Il ressort naturellement de là que des visions et des révélations
privées, lors même qu'elles sont confirmées par le
Saint Siège comme authentiques et venant de Dieu, ne peuvent prétendre
en aucune façon à être un objet de foi divine ou surnaturelle.
Elles peuvent seulement, pour ceux qui les lisent ou auxquels on les raconte,
avoir la valeur d'une autorité purement humaine, et n'exigent pas
plus de respect et de soumission que tout catholique n'a coutume d'en accorder
aux vies des saints autorisées ou aux écrits ascétiques
de pieux et saints auteurs. On ne blesse donc pas la foi catholique en
refusant son assentiment à des visions et révélations
même approuvées ou en étant d'une opinion différente,
pourvu que cela se fasse pour de bonnes raisons, sans irrévérence
et sans présomption téméraire.
Si maintenant le lecteur veut appliquer les principes qui Viennent
d'être exposés aux visions d'Anne Catherine contenues dans
le présent ouvrage, il n'y rencontrera rien qui contredise le moins
du monde la foi catholique. Au contraire, il reconnaîtra avec un
grand plaisir qu'il n'y a guère de livre qui fasse pénétrer
avec cette simplicité et cette profondeur dans les mystères
de notre sainte foi, et qui donne, même aux moins exercés,
plus de secours pour atteindre à ce grand art dont parle le bienheureux
Thomas à Kempis a In vitâ Jesu Christi meditari. "Quant à
ce qui y semblera nouveau, on s'en rendra compte sans beaucoup de peine
en le rapprochant de ce qui est ancien.
III
Dans le travail auquel nous allons maintenant nous livrer pour faire
connaître le don de contemplation que la pieuse Anne Catherine posséda
à un degré peu commun, même chez les âmes les
plus privilégiées, nous pouvons prendre pour guides ses propres
communications, avec d'autant plus de confiance qu'elles sont éclaircies
et confirmées par les dires de beaucoup de personnes favorisées
de grâces semblables.
Sainte Hildegarde, d'après son propre aveu, fut favorisée,
dès sa première jeunesse, du don de contemplation : N'étant
encore âgée que de trois ans, dit elle 1), je reçus
du Ciel une si grande lumière que mon âme en fut ébranlée
profondément ; mais j'étais trop jeune pour pouvoir rien
dire à ce sujet à dater de ma cinquième année,
j'eus une intelligence surprenante de ces visions, et quand j'en racontais
quelque chose en toute simplicité, ceux qui m'entendaient étaient
dans l'étonnement et se demandaient de qui je tenais ces choses
et d'où elles me venaient. Moi aussi, je m'étonnais beaucoup
de ce qu'ayant intérieurement des visions, je percevais en même
temps
le monde extérieur par les sens, mais je n'entendais pas dire que
pareille chose arrivât à d'autres personnes. C'est pourquoi
je fus saisie d'une grande crainte et je n'osais plus parler à d'autres
de ma lumière intérieure.
Note 1: Acta Sanctorum 17 septembris
Anne Catherine reçut cette lumière surnaturelle à
un âge encore moins avancé. Le 8 septembre 1821, qui était
le cinquante septième anniversaire de sa naissance, elle raconta
a ce sujet ce qui suit : ``Comme je suis née le 8 septembre, j'ai
eu aujourd'hui une intuition merveilleuse sur ma naissance et sur mon baptême.

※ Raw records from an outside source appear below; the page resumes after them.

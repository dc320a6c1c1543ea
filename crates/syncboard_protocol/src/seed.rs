//! Deployment seed data.
//!
//! Used by the store the first time it runs against an empty or unreadable
//! snapshot location. The store takes the seed as a value, so tests and other
//! deployments can pass their own.

use crate::model::{ApplicationState, Item, Section};

/// The starter board shipped with the service: ten sections, no unassigned items.
#[rustfmt::skip]
pub fn default_board() -> ApplicationState {
    ApplicationState::new(
        vec![
            section(1, "김민경", &[
                (40, "임하은"), (9, "김선아"), (53, "최선미"), (57, "서민지"),
                (95, "박지은"), (73, "이새봄"), (50, "김재준"), (51, "진기성"),
                (59, "서희원"), (58, "최민서"), (77, "안희웅"), (200, "김현지"),
                (55, "김조경"),
            ]),
            section(2, "신현교", &[
                (82, "박상호"), (8, "신성민"), (13, "김준영"), (14, "채정훈"),
                (65, "조병학"), (84, "이혜지"), (47, "유진호"), (74, "유형철"),
            ]),
            section(3, "김정민", &[
                (39, "고예진"), (46, "김상민"), (19, "이예은"), (54, "서한나"),
                (87, "박상현"), (97, "전도훈"), (64, "장승호"), (90, "허예원"),
                (85, "유호준"), (78, "이창욱"), (207, "최현오"), (70, "오윤식"),
            ]),
            section(4, "강성전", &[
                (69, "박찬"), (72, "최우철"), (81, "윤효선"), (2, "정여진"),
                (91, "최현준"), (92, "서광은"), (93, "이희범"), (79, "김은희"),
                (41, "김혜원"), (4, "여민구"), (205, "이현호"), (206, "오주영"),
                (204, "최성민"),
            ]),
            section(5, "주효민", &[
                (43, "김온유"), (12, "최한길"), (42, "조성용"), (16, "윤병진"),
                (17, "이청관"),
            ]),
            section(7, "최우형", &[
                (38, "김예지"), (1, "이세화"), (10, "김혜린"), (60, "박지성"),
                (62, "이주찬"), (36, "최선호"), (96, "조효은"), (202, "김영광"),
                (203, "오창석"),
            ]),
            section(8, "염기현", &[
                (11, "김명진"), (27, "이민석"), (28, "황청환"), (33, "이찬호(혜선)"),
                (56, "김초롱"), (52, "이용환"),
            ]),
            section(9, "김윤주", &[
                (68, "박재형"), (75, "김환철"), (3, "김유태"), (63, "이하은"),
                (15, "김태진"), (26, "정의진"),
            ]),
            section(10, "고아라", &[
                (80, "양영후"), (44, "유재홍"), (45, "김지선"), (29, "장병찬"),
                (18, "김수아"), (21, "조효진"), (22, "원소연"), (23, "최아연"),
                (89, "이현중"), (30, "박미연"), (201, "신예은"),
            ]),
            section(11, "서한솔", &[
                (67, "김민은"), (5, "김영욱"), (6, "이경은"), (76, "김정빈"),
                (49, "권귀성"), (94, "김성호"), (66, "차지원"), (37, "김현진"),
                (86, "오에스더"),
            ]),
        ],
        Vec::new(),
    )
}

fn section(id: i64, title: &str, items: &[(i64, &str)]) -> Section {
    let items = items.iter().map(|&(id, name)| Item::new(id, name)).collect();
    Section::new(id, title, items)
}
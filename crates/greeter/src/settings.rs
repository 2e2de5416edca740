//! Greeter Settings

use crate::error::GreeterError;
use chrono::NaiveDateTime;
use config::{Config, Environment, File, FileFormat, Source};
use serde::{Deserialize, Serialize};
use std::path::Path;

/// Default settings file, looked up in the working directory
pub const DEFAULT_SETTINGS_FILE: &str = "greeter.toml";

/// Greeter settings
///
/// Layered as built-in defaults, then an optional TOML file, then
/// `GREETER_*` environment variables.
#[derive(Debug, Clone, PartialEq, Serialize, Deserialize)]
#[serde(default)]
pub struct GreeterSettings {
    /// Max tracing level (default: "info")
    pub log_level: String,
    /// Pin the clock to this local time instead of reading the system clock
    pub fixed_time: Option<NaiveDateTime>,
}

impl Default for GreeterSettings {
    fn default() -> Self {
        Self {
            log_level: "info".to_string(),
            fixed_time: None,
        }
    }
}

impl GreeterSettings {
    /// Load settings from `path`. A missing file leaves the defaults in place.
    pub fn load(path: impl AsRef<Path>) -> Result<Self, GreeterError> {
        let file = File::from(path.as_ref())
            .format(FileFormat::Toml)
            .required(false);
        Self::from_source(file)
    }

    fn from_source<S>(file: S) -> Result<Self, GreeterError>
    where
        S: Source + Send + Sync + 'static,
    {
        let defaults = Self::default();
        let config = Config::builder()
            .set_default("log_level", defaults.log_level)?
            .add_source(file)
            .add_source(Environment::with_prefix("GREETER"))
            .build()?;

        Ok(config.try_deserialize()?)
    }
}
//! Rule Evaluation Error Types

use thiserror::Error;

/// Errors that abort an evaluation pass
///
/// `rule` is the registration index of the failing rule. `position` is the
/// index of the failing callable within that rule's condition or action list.
#[derive(Debug, Error)]
pub enum RuleError {
    /// Dynamic priority function failed
    #[error("Priority function of rule #{rule} failed: {source}")]
    Priority {
        rule: usize,
        #[source]
        source: anyhow::Error,
    },

    /// Condition failed to evaluate
    #[error("Condition {position} of rule #{rule} failed: {source}")]
    Condition {
        rule: usize,
        position: usize,
        #[source]
        source: anyhow::Error,
    },

    /// Action failed
    #[error("Action {position} of rule #{rule} failed: {source}")]
    Action {
        rule: usize,
        position: usize,
        #[source]
        source: anyhow::Error,
    },
}

impl RuleError {
    /// Registration index of the rule that failed
    pub fn rule(&self) -> usize {
        match self {
            RuleError::Priority { rule, .. }
            | RuleError::Condition { rule, .. }
            | RuleError::Action { rule, .. } => *rule,
        }
    }
}
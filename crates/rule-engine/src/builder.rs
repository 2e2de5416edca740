//! Fluent Rule Construction

use crate::rule::Rule;

/// Builder producing one [`Rule`]
///
/// Every method takes the builder by value and hands it back, so calls
/// chain. `build` consumes the builder.
#[derive(Debug, Default)]
#[must_use = "a builder does nothing until `build` is called or it is returned to the engine"]
pub struct RuleBuilder {
    rule: Rule,
}

impl RuleBuilder {
    /// Start an empty rule
    pub fn new() -> Self {
        Self::default()
    }

    /// Add a condition
    pub fn when<F>(mut self, condition: F) -> Self
    where
        F: FnMut() -> bool + Send + 'static,
    {
        self.rule.add_condition(condition);
        self
    }

    /// Add another condition. Same as [`RuleBuilder::when`].
    pub fn and<F>(self, condition: F) -> Self
    where
        F: FnMut() -> bool + Send + 'static,
    {
        self.when(condition)
    }

    /// Add a condition that may fail
    pub fn try_when<F>(mut self, condition: F) -> Self
    where
        F: FnMut() -> anyhow::Result<bool> + Send + 'static,
    {
        self.rule.add_fallible_condition(condition);
        self
    }

    /// Add another condition that may fail. Same as [`RuleBuilder::try_when`].
    pub fn try_and<F>(self, condition: F) -> Self
    where
        F: FnMut() -> anyhow::Result<bool> + Send + 'static,
    {
        self.try_when(condition)
    }

    /// Add an action
    pub fn then<F>(mut self, action: F) -> Self
    where
        F: FnMut() + Send + 'static,
    {
        self.rule.add_action(action);
        self
    }

    /// Add an action that may fail
    pub fn try_then<F>(mut self, action: F) -> Self
    where
        F: FnMut() -> anyhow::Result<()> + Send + 'static,
    {
        self.rule.add_fallible_action(action);
        self
    }

    /// Use a fixed priority
    pub fn with_priority(mut self, value: i32) -> Self {
        self.rule.set_fixed_priority(value);
        self
    }

    /// Compute the priority at evaluation time
    pub fn with_dynamic_priority<F>(mut self, f: F) -> Self
    where
        F: FnMut() -> i32 + Send + 'static,
    {
        self.rule.set_priority_function(f);
        self
    }

    /// Compute the priority with a function that may fail
    pub fn try_with_dynamic_priority<F>(mut self, f: F) -> Self
    where
        F: FnMut() -> anyhow::Result<i32> + Send + 'static,
    {
        self.rule.set_fallible_priority_function(f);
        self
    }

    /// Label the rule in log output
    pub fn named(mut self, name: impl Into<String>) -> Self {
        self.rule.set_name(name);
        self
    }

    /// Finish and return the rule
    pub fn build(self) -> Rule {
        self.rule
    }
}
//! Greeter - Main Entry Point

use greeter::{init_logging, run, GreeterSettings, DEFAULT_SETTINGS_FILE};
use tracing::info;

fn main() -> anyhow::Result<()> {
    let path = std::env::args()
        .nth(1)
        .unwrap_or_else(|| DEFAULT_SETTINGS_FILE.to_string());
    let settings = GreeterSettings::load(&path)?;
    init_logging(&settings.log_level)?;

    info!("=== Greeter v{} ===", env!("CARGO_PKG_VERSION"));

    for greeting in run(&settings)? {
        println!("{greeting}");
    }

    Ok(())
}
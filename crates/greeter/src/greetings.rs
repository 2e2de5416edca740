//! Greeting Rules

use chrono::{Datelike, Local, NaiveDateTime, Timelike, Weekday};
use rule_engine::RuleEngine;
use std::sync::{Arc, Mutex, PoisonError};
use tracing::info;

/// Source of the current local time
pub type Clock = Arc<dyn Fn() -> NaiveDateTime + Send + Sync>;

/// Clock reading the system's local time
pub fn system_clock() -> Clock {
    Arc::new(|| Local::now().naive_local())
}

/// Clock frozen at `at`
pub fn fixed_clock(at: NaiveDateTime) -> Clock {
    Arc::new(move || at)
}

/// Greeting lines produced during a pass, shared with the rule actions
#[derive(Debug, Clone, Default)]
pub struct Transcript {
    lines: Arc<Mutex<Vec<String>>>,
}

impl Transcript {
    /// Create an empty transcript
    pub fn new() -> Self {
        Self::default()
    }

    /// Append a line
    pub fn say(&self, line: &str) {
        info!(greeting = line, "Greeting emitted");
        self.lines
            .lock()
            .unwrap_or_else(PoisonError::into_inner)
            .push(line.to_string());
    }

    /// Copy of the lines so far
    pub fn lines(&self) -> Vec<String> {
        self.lines
            .lock()
            .unwrap_or_else(PoisonError::into_inner)
            .clone()
    }
}

fn hour(clock: &Clock) -> u32 {
    clock().hour()
}

/// Register the morning, afternoon, evening and Monday-morning rules
pub fn register_greetings(engine: &mut RuleEngine, clock: Clock, transcript: &Transcript) {
    let (now, out) = (clock.clone(), transcript.clone());
    engine.add_rule(|b| {
        b.named("morning")
            .when(move || hour(&now) < 12)
            .then(move || out.say("Good Morning!"))
            .with_priority(1)
    });

    let (now, ranked, out) = (clock.clone(), clock.clone(), transcript.clone());
    engine.add_rule(|b| {
        b.named("afternoon")
            .when(move || (12..18).contains(&hour(&now)))
            .then(move || out.say("Good Afternoon!"))
            .with_dynamic_priority(move || hour(&ranked) as i32)
    });

    let (now, ranked, out) = (clock.clone(), clock.clone(), transcript.clone());
    engine.add_rule(|b| {
        b.named("evening")
            .when(move || (18..24).contains(&hour(&now)))
            .then(move || out.say("Good Evening!"))
            .with_dynamic_priority(move || hour(&ranked) as i32)
    });

    let (today, now, out) = (clock.clone(), clock, transcript.clone());
    engine.add_rule(|b| {
        b.named("monday-morning")
            .when(move || today().weekday() == Weekday::Mon)
            .and(move || hour(&now) < 12)
            .then(move || out.say("It's Monday morning!"))
            .with_priority(2)
    });
}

J'ai ressenti à cette occasion des impressions singulières.
Je me sentais comme un enfant nouveau né dans les bras des femmes
qui me portaient à Coesfeld pour y être baptisée, et
j'étais confuse de l'impression que j'avais d'être à
la fois si petite et si faible et pourtant si vieille : car tout ce que
j'avais déjà senti et éprouvé alors, en qualité
d'enfant nouveau né, je le vis et je le connus de nouveau, toutefois
mêlé avec mon entendement actuel. Dès cette époque,
mon ange gardien se montrait à moi visiblement présent, comme
il le fit toujours plus tard. Je regardais tout autour de moi, la vieille
grange dans laquelle nous habitions, et toutes sortes de choses que je
ne vis plus par la suite, parce qu'on fit beaucoup de changements. Je me
sentis porter, et cela avec une pleine conscience, tout le long du chemin
qui va de notre chaumière de Flamske à l'église paroissiale
de Saint Jacques à Coesfeld ; je sentais tout et je regardais tout
autour de moi. Je vis accomplir sur moi toute la sainte cérémonie
du baptême, et mes yeux et mon coeur s'ouvrirent pour cela d'une
façon merveilleuse. Je vis, lorsqu'on me baptisa, mon ange gardien
et mes saintes patronnes, sainte Anne et sainte Catherine, assister à
la cérémonie. Je vis la mère de Dieu, avec le petit
enfant Jésus, auquel je fus mariée et qui me donna un anneau.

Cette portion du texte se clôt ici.